What this task involves: Reprint all entries without any alteration.

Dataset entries
# # # # #

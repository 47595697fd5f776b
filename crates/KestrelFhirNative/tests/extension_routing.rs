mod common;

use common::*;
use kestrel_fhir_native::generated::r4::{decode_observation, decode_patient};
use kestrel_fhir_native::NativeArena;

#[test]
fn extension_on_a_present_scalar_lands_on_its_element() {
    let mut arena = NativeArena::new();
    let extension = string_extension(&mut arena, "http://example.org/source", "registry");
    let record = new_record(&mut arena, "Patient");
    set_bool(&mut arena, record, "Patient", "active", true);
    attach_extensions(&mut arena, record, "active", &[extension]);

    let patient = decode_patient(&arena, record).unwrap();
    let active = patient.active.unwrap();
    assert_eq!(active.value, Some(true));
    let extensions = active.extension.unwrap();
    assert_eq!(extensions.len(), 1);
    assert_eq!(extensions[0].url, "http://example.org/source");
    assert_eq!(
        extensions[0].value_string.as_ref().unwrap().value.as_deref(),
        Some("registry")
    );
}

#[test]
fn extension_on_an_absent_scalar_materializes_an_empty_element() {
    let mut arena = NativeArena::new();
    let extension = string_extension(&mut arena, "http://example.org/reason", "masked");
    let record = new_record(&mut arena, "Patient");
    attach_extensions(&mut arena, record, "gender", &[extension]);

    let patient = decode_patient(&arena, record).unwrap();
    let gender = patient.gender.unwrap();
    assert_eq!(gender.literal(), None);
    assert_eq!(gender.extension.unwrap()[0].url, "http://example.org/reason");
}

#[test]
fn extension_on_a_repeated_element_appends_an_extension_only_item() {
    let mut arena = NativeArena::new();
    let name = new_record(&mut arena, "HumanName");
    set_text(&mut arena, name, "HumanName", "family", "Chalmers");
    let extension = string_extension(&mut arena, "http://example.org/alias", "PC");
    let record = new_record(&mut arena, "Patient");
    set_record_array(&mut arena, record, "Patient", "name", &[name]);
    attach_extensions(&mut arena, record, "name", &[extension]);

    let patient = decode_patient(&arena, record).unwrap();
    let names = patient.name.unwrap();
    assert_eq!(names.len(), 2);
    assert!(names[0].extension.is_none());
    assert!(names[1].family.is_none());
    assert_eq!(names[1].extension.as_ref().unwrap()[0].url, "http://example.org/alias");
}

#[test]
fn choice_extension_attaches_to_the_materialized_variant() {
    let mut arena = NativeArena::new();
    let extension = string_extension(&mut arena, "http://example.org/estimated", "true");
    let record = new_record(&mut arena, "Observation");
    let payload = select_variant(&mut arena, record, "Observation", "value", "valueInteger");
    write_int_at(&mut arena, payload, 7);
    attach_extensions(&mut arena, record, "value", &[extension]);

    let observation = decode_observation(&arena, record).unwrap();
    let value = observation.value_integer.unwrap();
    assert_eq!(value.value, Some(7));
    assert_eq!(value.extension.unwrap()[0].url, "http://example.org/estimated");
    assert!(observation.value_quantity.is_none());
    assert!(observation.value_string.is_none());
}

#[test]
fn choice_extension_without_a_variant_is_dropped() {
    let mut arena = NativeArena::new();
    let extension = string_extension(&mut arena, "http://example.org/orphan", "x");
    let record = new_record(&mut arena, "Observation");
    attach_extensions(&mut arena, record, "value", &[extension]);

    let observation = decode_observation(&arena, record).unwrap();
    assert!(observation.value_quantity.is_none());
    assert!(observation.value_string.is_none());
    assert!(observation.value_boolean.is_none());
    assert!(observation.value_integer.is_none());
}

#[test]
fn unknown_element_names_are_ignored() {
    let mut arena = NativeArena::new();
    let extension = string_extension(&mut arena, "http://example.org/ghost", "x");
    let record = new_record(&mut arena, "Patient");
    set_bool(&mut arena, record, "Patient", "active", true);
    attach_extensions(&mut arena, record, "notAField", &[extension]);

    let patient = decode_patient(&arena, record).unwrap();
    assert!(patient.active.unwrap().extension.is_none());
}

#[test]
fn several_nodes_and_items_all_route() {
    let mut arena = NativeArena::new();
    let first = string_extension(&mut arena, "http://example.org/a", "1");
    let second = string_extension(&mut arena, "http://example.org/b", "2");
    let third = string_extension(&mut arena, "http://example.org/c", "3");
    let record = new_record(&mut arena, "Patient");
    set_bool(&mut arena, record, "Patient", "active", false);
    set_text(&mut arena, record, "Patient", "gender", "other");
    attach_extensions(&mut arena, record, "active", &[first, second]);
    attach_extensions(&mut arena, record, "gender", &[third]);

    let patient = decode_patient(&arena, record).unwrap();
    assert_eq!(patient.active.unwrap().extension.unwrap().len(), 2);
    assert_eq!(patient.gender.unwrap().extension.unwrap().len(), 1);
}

# # # # #

Exercise result:
repository 47595697fd5f776b
filename crates/KestrelFhirNative/tests/extension_routing.rs
mod common;

use common::*;
use kestrel_fhir_native::generated::r4::{decode_observation, decode_patient};
use kestrel_fhir_native::NativeArena;

#[test]
fn extension_on_a_present_scalar_lands_on_its_element() {
    let mut arena = NativeArena::new();
    let extension = string_extension(&mut arena, "http://example.org/source", "registry");
    let record = new_record(&mut arena, "Patient");
    set_bool(&mut arena, record, "Patient", "active", true);
    attach_extensions(&mut arena, record, "active", &[extension]);

    let patient = decode_patient(&arena, record).unwrap();
    let active = patient.active.unwrap();
    assert_eq!(active.value, Some(true));
    let extensions = active.extension.unwrap();
    assert_eq!(extensions.len(), 1);
    assert_eq!(extensions[0].url, "http://example.org/source");
    assert_eq!(
        extensions[0].value_string.as_ref().unwrap().value.as_deref(),
        Some("registry")
    );
}

#[test]
fn extension_on_an_absent_scalar_materializes_an_empty_element() {
    let mut arena = NativeArena::new();
    let extension = string_extension(&mut arena, "http://example.org/reason", "masked");
    let record = new_record(&mut arena, "Patient");
    attach_extensions(&mut arena, record, "gender", &[extension]);

    let patient = decode_patient(&arena, record).unwrap();
    let gender = patient.gender.unwrap();
    assert_eq!(gender.literal(), None);
    assert_eq!(gender.extension.unwrap()[0].url, "http://example.org/reason");
}

#[test]
fn extension_on_a_repeated_element_appends_an_extension_only_item() {
    let mut arena = NativeArena::new();
    let name = new_record(&mut arena, "HumanName");
    set_text(&mut arena, name, "HumanName", "family", "Chalmers");
    let extension = string_extension(&mut arena, "http://example.org/alias", "PC");
    let record = new_record(&mut arena, "Patient");
    set_record_array(&mut arena, record, "Patient", "name", &[name]);
    attach_extensions(&mut arena, record, "name", &[extension]);

    let patient = decode_patient(&arena, record).unwrap();
    let names = patient.name.unwrap();
    assert_eq!(names.len(), 2);
    assert!(names[0].extension.is_none());
    assert!(names[1].family.is_none());
    assert_eq!(names[1].extension.as_ref().unwrap()[0].url, "http://example.org/alias");
}

#[test]
fn choice_extension_attaches_to_the_materialized_variant() {
    let mut arena = NativeArena::new();
    let extension = string_extension(&mut arena, "http://example.org/estimated", "true");
    let record = new_record(&mut arena, "Observation");
    let payload = select_variant(&mut arena, record, "Observation", "value", "valueInteger");
    write_int_at(&mut arena, payload, 7);
    attach_extensions(&mut arena, record, "value", &[extension]);

    let observation = decode_observation(&arena, record).unwrap();
    let value = observation.value_integer.unwrap();
    assert_eq!(value.value, Some(7));
    assert_eq!(value.extension.unwrap()[0].url, "http://example.org/estimated");
    assert!(observation.value_quantity.is_none());
    assert!(observation.value_string.is_none());
}

#[test]
fn choice_extension_without_a_variant_is_dropped() {
    let mut arena = NativeArena::new();
    let extension = string_extension(&mut arena, "http://example.org/orphan", "x");
    let record = new_record(&mut arena, "Observation");
    attach_extensions(&mut arena, record, "value", &[extension]);

    let observation = decode_observation(&arena, record).unwrap();
    assert!(observation.value_quantity.is_none());
    assert!(observation.value_string.is_none());
    assert!(observation.value_boolean.is_none());
    assert!(observation.value_integer.is_none());
}

#[test]
fn unknown_element_names_are_ignored() {
    let mut arena = NativeArena::new();
    let extension = string_extension(&mut arena, "http://example.org/ghost", "x");
    let record = new_record(&mut arena, "Patient");
    set_bool(&mut arena, record, "Patient", "active", true);
    attach_extensions(&mut arena, record, "notAField", &[extension]);

    let patient = decode_patient(&arena, record).unwrap();
    assert!(patient.active.unwrap().extension.is_none());
}

#[test]
fn several_nodes_and_items_all_route() {
    let mut arena = NativeArena::new();
    let first = string_extension(&mut arena, "http://example.org/a", "1");
    let second = string_extension(&mut arena, "http://example.org/b", "2");
    let third = string_extension(&mut arena, "http://example.org/c", "3");
    let record = new_record(&mut arena, "Patient");
    set_bool(&mut arena, record, "Patient", "active", false);
    set_text(&mut arena, record, "Patient", "gender", "other");
    attach_extensions(&mut arena, record, "active", &[first, second]);
    attach_extensions(&mut arena, record, "gender", &[third]);

    let patient = decode_patient(&arena, record).unwrap();
    assert_eq!(patient.active.unwrap().extension.unwrap().len(), 2);
    assert_eq!(patient.gender.unwrap().extension.unwrap().len(), 1);
}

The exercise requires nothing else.